Greg Selinger defends himself, government, against Omnitrax lawsuit
NDP Leader Greg Selinger says a lawsuit filed against the government, NDP MLA Steve Ashton and himself has no basis in fact.
The lawsuit alleges Selinger released sensitive information related to the sale of the Omnitrax northern rail system to a Manitoba First Nation.
In the lawsuit, OmniTrax Canada said it entered into a non-disclosure agreement with the province around March 17, 2015, and that the company provided Manitoba with confidential and proprietary financial and operating information.
OmniTrax alleges in December 2015, the government of Manitoba, Ashton and Selinger disclosed confidential financial information about the company to consulting firm MNP LLP and Opaskwayak Cree Nation.

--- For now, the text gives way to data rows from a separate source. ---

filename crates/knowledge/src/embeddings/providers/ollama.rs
//! Ollama embedding provider (`/api/embeddings`).

use crate::embeddings::{EmbeddingConfig, EmbeddingProvider};
use async_trait::async_trait;
use factguard_core::{AppError, AppResult};
use reqwest::Client;
use serde::{Deserialize, Serialize};
use std::time::Duration;
use tracing::{debug, instrument, warn};

const DEFAULT_OLLAMA_URL: &str = "http://localhost:11434";
const EMBEDDING_ENDPOINT: &str = "/api/embeddings";

const MAX_RETRIES: u32 = 3;
const INITIAL_BACKOFF_MS: u64 = 100;
const REQUEST_TIMEOUT_SECS: u64 = 30;

/// Embeddings from a local Ollama server.
///
/// Ollama has no batch endpoint; texts are embedded one request at a time.
#[derive(Debug, Clone)]
pub struct OllamaProvider {
    client: Client,
    base_url: String,
    model: String,
    dimensions: usize,
}

#[derive(Debug, Serialize)]
struct EmbeddingRequest<'a> {
    model: &'a str,
    prompt: &'a str,
}

#[derive(Debug, Deserialize)]
struct EmbeddingResponse {
    embedding: Vec<f32>,
}

#[derive(Debug, Deserialize)]
struct ErrorResponse {
    error: String,
}

impl OllamaProvider {
    /// Build a provider. The endpoint comes from the config, then
    /// `OLLAMA_URL`, then the local default.
    pub fn new(config: &EmbeddingConfig) -> AppResult<Self> {
        let client = Client::builder()
            .timeout(Duration::from_secs(REQUEST_TIMEOUT_SECS))
            .build()
            .map_err(|e| AppError::Config(format!("Failed to create HTTP client: {}", e)))?;

        let base_url = config
            .endpoint
            .clone()
            .or_else(|| std::env::var("OLLAMA_URL").ok())
            .unwrap_or_else(|| DEFAULT_OLLAMA_URL.to_string());

        Ok(Self {
            client,
            base_url: base_url.trim_end_matches('/').to_string(),
            model: config.model.clone(),
            dimensions: config.dimensions,
        })
    }

    #[instrument(skip(self, text), fields(text_len = text.len(), model = %self.model))]
    async fn embed_with_retries(&self, text: &str) -> AppResult<Vec<f32>> {
        let mut attempt = 0;

        loop {
            match self.embed_single(text).await {
                Ok(embedding) => return Ok(embedding),
                Err(e) => {
                    attempt += 1;
                    if attempt >= MAX_RETRIES {
                        return Err(e);
                    }

                    let backoff_ms = INITIAL_BACKOFF_MS * 2_u64.pow(attempt);
                    warn!(
                        "Embedding failed (attempt {}/{}), retrying in {}ms: {}",
                        attempt, MAX_RETRIES, backoff_ms, e
                    );
                    tokio::time::sleep(Duration::from_millis(backoff_ms)).await;
                }
            }
        }
    }

    async fn embed_single(&self, text: &str) -> AppResult<Vec<f32>> {
        let url = format!("{}{}", self.base_url, EMBEDDING_ENDPOINT);
        let request = EmbeddingRequest {
            model: &self.model,
            prompt: text,
        };

        let response = self
            .client
            .post(&url)
            .json(&request)
            .send()
            .await
            .map_err(|e| AppError::Index(format!("Failed to reach Ollama at {}: {}", url, e)))?;

        let status = response.status();
        if !status.is_success() {
            let body = response.text().await.unwrap_or_default();
            let message = serde_json::from_str::<ErrorResponse>(&body)
                .map(|e| e.error)
                .unwrap_or(body);
            return Err(AppError::Index(format!(
                "Ollama embeddings error ({}): {}",
                status, message
            )));
        }

        let body: EmbeddingResponse = response
            .json()
            .await
            .map_err(|e| AppError::Index(format!("Failed to parse Ollama response: {}", e)))?;

        if body.embedding.len() != self.dimensions {
            return Err(AppError::Index(format!(
                "Ollama model '{}' returned {} dimensions, expected {}",
                self.model,
                body.embedding.len(),
                self.dimensions
            )));
        }

        Ok(body.embedding)
    }
}

#[async_trait]
impl EmbeddingProvider for OllamaProvider {
    fn provider_name(&self) -> &str {
        "ollama"
    }

    fn model_name(&self) -> &str {
        &self.model
    }

    fn dimensions(&self) -> usize {
        self.dimensions
    }

    async fn embed_batch(&self, texts: &[String]) -> AppResult<Vec<Vec<f32>>> {
        debug!(count = texts.len(), "Embedding batch via Ollama");

        let mut embeddings = Vec::with_capacity(texts.len());
        for text in texts {
            if text.trim().is_empty() {
                embeddings.push(vec![0.0; self.dimensions]);
                continue;
            }
            embeddings.push(self.embed_with_retries(text).await?);
        }

        Ok(embeddings)
    }
}
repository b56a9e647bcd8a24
//! LLM provider implementations.

pub mod ollama;

pub use ollama::OllamaClient;
//! Logging infrastructure for factguard.
//!
//! This module initializes the tracing subscriber for structured logging.
//! All logs are emitted to stderr to keep stdout clean for answers and reports.

use tracing_subscriber::{fmt, layer::SubscriberExt, util::SubscriberInitExt, EnvFilter};

use crate::error::{AppError, AppResult};

/// Initialize the tracing subscriber with stderr output.
///
/// This sets up structured logging with:
/// - Output to stderr (stdout is reserved for data)
/// - Environment-based filtering (RUST_LOG or provided level)
/// - Optional ANSI color control
///
/// # Arguments
/// * `log_level` - Optional log level override (e.g., "debug", "info")
/// * `no_color` - Disable colored output
///
/// # Example
/// ```no_run
/// use factguard_core::logging::init_logging;
///
/// init_logging(None, false).expect("Failed to initialize logging");
/// ```
pub fn init_logging(log_level: Option<&str>, no_color: bool) -> AppResult<()> {
    let default_level = std::env::var("RUST_LOG").unwrap_or_else(|_| "info".to_string());
    let filter_str = log_level.unwrap_or(&default_level);

    let env_filter = EnvFilter::try_new(filter_str)
        .map_err(|e| AppError::Config(format!("Invalid log filter: {}", e)))?;

    let fmt_layer = fmt::layer()
        .with_writer(std::io::stderr)
        .with_target(true)
        .with_level(true)
        .with_ansi(!no_color && supports_color());

    tracing_subscriber::registry()
        .with(env_filter)
        .with(fmt_layer)
        .try_init()
        .map_err(|e| AppError::Config(format!("Failed to init logging: {}", e)))?;

    Ok(())
}

/// Check if the terminal supports color output.
fn supports_color() -> bool {
    std::env::var("NO_COLOR").is_err()
}
//! Answer generator integration for factguard.
//!
//! This crate provides a provider-agnostic abstraction for the language model
//! that turns an assembled, tagged context into a cited answer.
//!
//! # Providers
//! - **Ollama**: Local LLM runtime (default)
//!
//! # Example
//! ```no_run
//! use factguard_llm::{LlmClient, LlmRequest, providers::OllamaClient};
//!
//! # async fn example() -> Result<(), Box<dyn std::error::Error>> {
//! let client = OllamaClient::new();
//! let request = LlmRequest::new("What is the driving range?", "llama3.2")
//!     .with_system("Only use the supplied context.");
//! let response = client.complete(&request).await?;
//! println!("{}", response.content);
//! # Ok(())
//! # }
//! ```

pub mod client;
pub mod factory;
pub mod providers;
pub mod types;

// Re-export main types
pub use client::{LlmClient, LlmRequest, LlmResponse, LlmUsage};
pub use factory::create_client;
pub use providers::OllamaClient;
pub use types::ProviderType;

Selinger said Monday the lawsuit has no merit.
"Look, when somebody files a lawsuit and they make an allegation it will be dealt with by our government officials. They've already said they think there's no basis for that based on some of the early work they've done. That's entirely up to the government to handle," he said.
Selinger denies disclosing confidential information to anyone and says provincial government officials are preparing a statement of defence, but that's not what he is focusing on, he said.

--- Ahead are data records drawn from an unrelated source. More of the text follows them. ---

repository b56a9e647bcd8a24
//! Ollama LLM provider implementation.
//!
//! This module provides integration with Ollama, a local LLM runtime.
//! Ollama API: https://github.com/ollama/ollama/blob/main/docs/api.md

use crate::client::{LlmClient, LlmRequest, LlmResponse, LlmUsage};
use factguard_core::{AppError, AppResult};
use serde::{Deserialize, Serialize};

/// Default Ollama endpoint.
pub const DEFAULT_BASE_URL: &str = "http://localhost:11434";

/// Ollama API request format.
#[derive(Debug, Serialize)]
struct OllamaRequest {
    model: String,
    prompt: String,
    #[serde(skip_serializing_if = "Option::is_none")]
    system: Option<String>,
    options: OllamaOptions,
    stream: bool,
}

/// Sampling options nested under `options` in the Ollama API.
#[derive(Debug, Serialize)]
struct OllamaOptions {
    #[serde(skip_serializing_if = "Option::is_none")]
    temperature: Option<f32>,
    #[serde(skip_serializing_if = "Option::is_none")]
    num_predict: Option<u32>,
}

/// Ollama API response format.
#[derive(Debug, Deserialize)]
struct OllamaResponse {
    model: String,
    response: String,
    done: bool,
    #[serde(default)]
    prompt_eval_count: Option<u32>,
    #[serde(default)]
    eval_count: Option<u32>,
}

/// Ollama LLM client.
pub struct OllamaClient {
    /// Base URL for Ollama API
    base_url: String,

    /// HTTP client
    client: reqwest::Client,
}

impl OllamaClient {
    /// Create a new Ollama client with default settings.
    pub fn new() -> Self {
        Self::with_base_url(DEFAULT_BASE_URL)
    }

    /// Create a new Ollama client with a custom base URL.
    pub fn with_base_url(base_url: impl Into<String>) -> Self {
        Self {
            base_url: base_url.into().trim_end_matches('/').to_string(),
            client: reqwest::Client::new(),
        }
    }

    /// Convert LlmRequest to Ollama format.
    fn to_ollama_request(&self, request: &LlmRequest) -> OllamaRequest {
        OllamaRequest {
            model: request.model.clone(),
            prompt: request.prompt.clone(),
            system: request.system.clone(),
            options: OllamaOptions {
                temperature: request.temperature,
                num_predict: request.max_tokens,
            },
            stream: false,
        }
    }

    /// Convert Ollama response to LlmResponse.
    fn convert_response(&self, response: OllamaResponse) -> LlmResponse {
        let usage = LlmUsage::new(
            response.prompt_eval_count.unwrap_or(0),
            response.eval_count.unwrap_or(0),
        );

        LlmResponse {
            content: response.response,
            model: response.model,
            usage,
            done: response.done,
        }
    }
}

impl Default for OllamaClient {
    fn default() -> Self {
        Self::new()
    }
}

#[async_trait::async_trait]
impl LlmClient for OllamaClient {
    fn provider_name(&self) -> &str {
        "ollama"
    }

    async fn complete(&self, request: &LlmRequest) -> AppResult<LlmResponse> {
        tracing::debug!(model = %request.model, "Sending completion request to Ollama");

        let ollama_request = self.to_ollama_request(request);
        let url = format!("{}/api/generate", self.base_url);

        let response = self
            .client
            .post(&url)
            .json(&ollama_request)
            .send()
            .await
            .map_err(|e| {
                AppError::Generation(format!("Failed to send request to Ollama: {}", e))
            })?;

        if !response.status().is_success() {
            let status = response.status();
            let error_text = response
                .text()
                .await
                .unwrap_or_else(|_| "Unknown error".to_string());
            return Err(AppError::Generation(format!(
                "Ollama API error ({}): {}",
                status, error_text
            )));
        }

        let ollama_response: OllamaResponse = response.json().await.map_err(|e| {
            AppError::Generation(format!("Failed to parse Ollama response: {}", e))
        })?;

        tracing::debug!(
            prompt_tokens = ollama_response.prompt_eval_count.unwrap_or(0),
            completion_tokens = ollama_response.eval_count.unwrap_or(0),
            "Received completion from Ollama"
        );

        Ok(self.convert_response(ollama_response))
    }
}
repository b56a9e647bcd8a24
//! Prompt types for factguard.

use serde::{Deserialize, Serialize};

/// A prompt definition, either built in or loaded from YAML.
#[derive(Debug, Clone, Serialize, Deserialize)]
pub struct PromptDefinition {
    /// Unique prompt identifier
    pub id: String,

    /// Human-readable title
    pub title: String,

    /// API version for schema evolution
    #[serde(rename = "apiVersion")]
    pub api_version: String,

    /// Creator identifier
    #[serde(rename = "createdBy", default)]
    pub created_by: String,

    /// Template string with Handlebars syntax
    pub template: String,
}

/// A fully built guardrail prompt ready for the answer generator.
#[derive(Debug, Clone, Serialize, Deserialize)]
pub struct BuiltPrompt {
    /// System instructions
    pub system: String,

    /// User message carrying the context and the question
    pub user: String,

    /// Metadata about the built prompt
    pub metadata: BuiltPromptMetadata,
}

/// Metadata about a built prompt.
#[derive(Debug, Clone, Serialize, Deserialize)]
pub struct BuiltPromptMetadata {
    /// Prompt ID used for the system message
    #[serde(rename = "systemPromptId")]
    pub system_prompt_id: String,

    /// Prompt ID used for the user message
    #[serde(rename = "userPromptId")]
    pub user_prompt_id: String,

    /// Whether the sensitive-topic rules were rendered
    pub sensitive: bool,
}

"Our focus right now in this election is to let northern people know that we're supportive of having a good rail system in the north," he said.
The Progressive Conservatives said the lawsuit is just another reason to kick the NDP out of power after 17 years.

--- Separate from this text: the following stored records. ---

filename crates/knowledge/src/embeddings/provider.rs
//! Embedding provider trait and factory.

use crate::embeddings::config::EmbeddingConfig;
use crate::embeddings::providers::{ollama::OllamaProvider, trigram::TrigramProvider};
use factguard_core::{AppError, AppResult};
use std::sync::Arc;

/// Trait for embedding providers.
#[async_trait::async_trait]
pub trait EmbeddingProvider: Send + Sync + std::fmt::Debug {
    /// Get provider name (e.g., "trigram", "ollama")
    fn provider_name(&self) -> &str;

    /// Get model identifier
    fn model_name(&self) -> &str;

    /// Get embedding dimensions
    fn dimensions(&self) -> usize;

    /// Generate embeddings for multiple texts in a batch.
    async fn embed_batch(&self, texts: &[String]) -> AppResult<Vec<Vec<f32>>>;

    /// Generate embedding for a single text (convenience method).
    async fn embed(&self, text: &str) -> AppResult<Vec<f32>> {
        let mut results = self.embed_batch(&[text.to_string()]).await?;
        results
            .pop()
            .ok_or_else(|| AppError::Index("No embedding returned".to_string()))
    }
}

/// Create an embedding provider based on configuration.
pub fn create_provider(config: &EmbeddingConfig) -> AppResult<Arc<dyn EmbeddingProvider>> {
    match config.provider.as_str() {
        "trigram" => Ok(Arc::new(TrigramProvider::new(config.dimensions))),

        "ollama" => Ok(Arc::new(OllamaProvider::new(config)?)),

        _ => Err(AppError::Config(format!(
            "Unknown embedding provider: '{}'. Supported providers: trigram, ollama",
            config.provider
        ))),
    }
}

"The lawsuit will play out in the way that lawsuits play out, but I do think that Manitobans on election night will have an opportunity to end the drama and end the scandal," said Kelvin Goertzen, the PC's candidate for Steinbach. Leader Brian Pallister was campaigning in the north and not available for comment.
Liberal Leader Rana Bokhari said the timing of the lawsuit against Selinger and his government is interesting, coming on the heels of Tory Leader Brian Pallister's admission he owns a vacation home and has business holdings in Costa Rica.
"You can't really trust either of them," she said, referring to Selinger and Pallister. "There has to be a responsible, reasonable voice and that is us."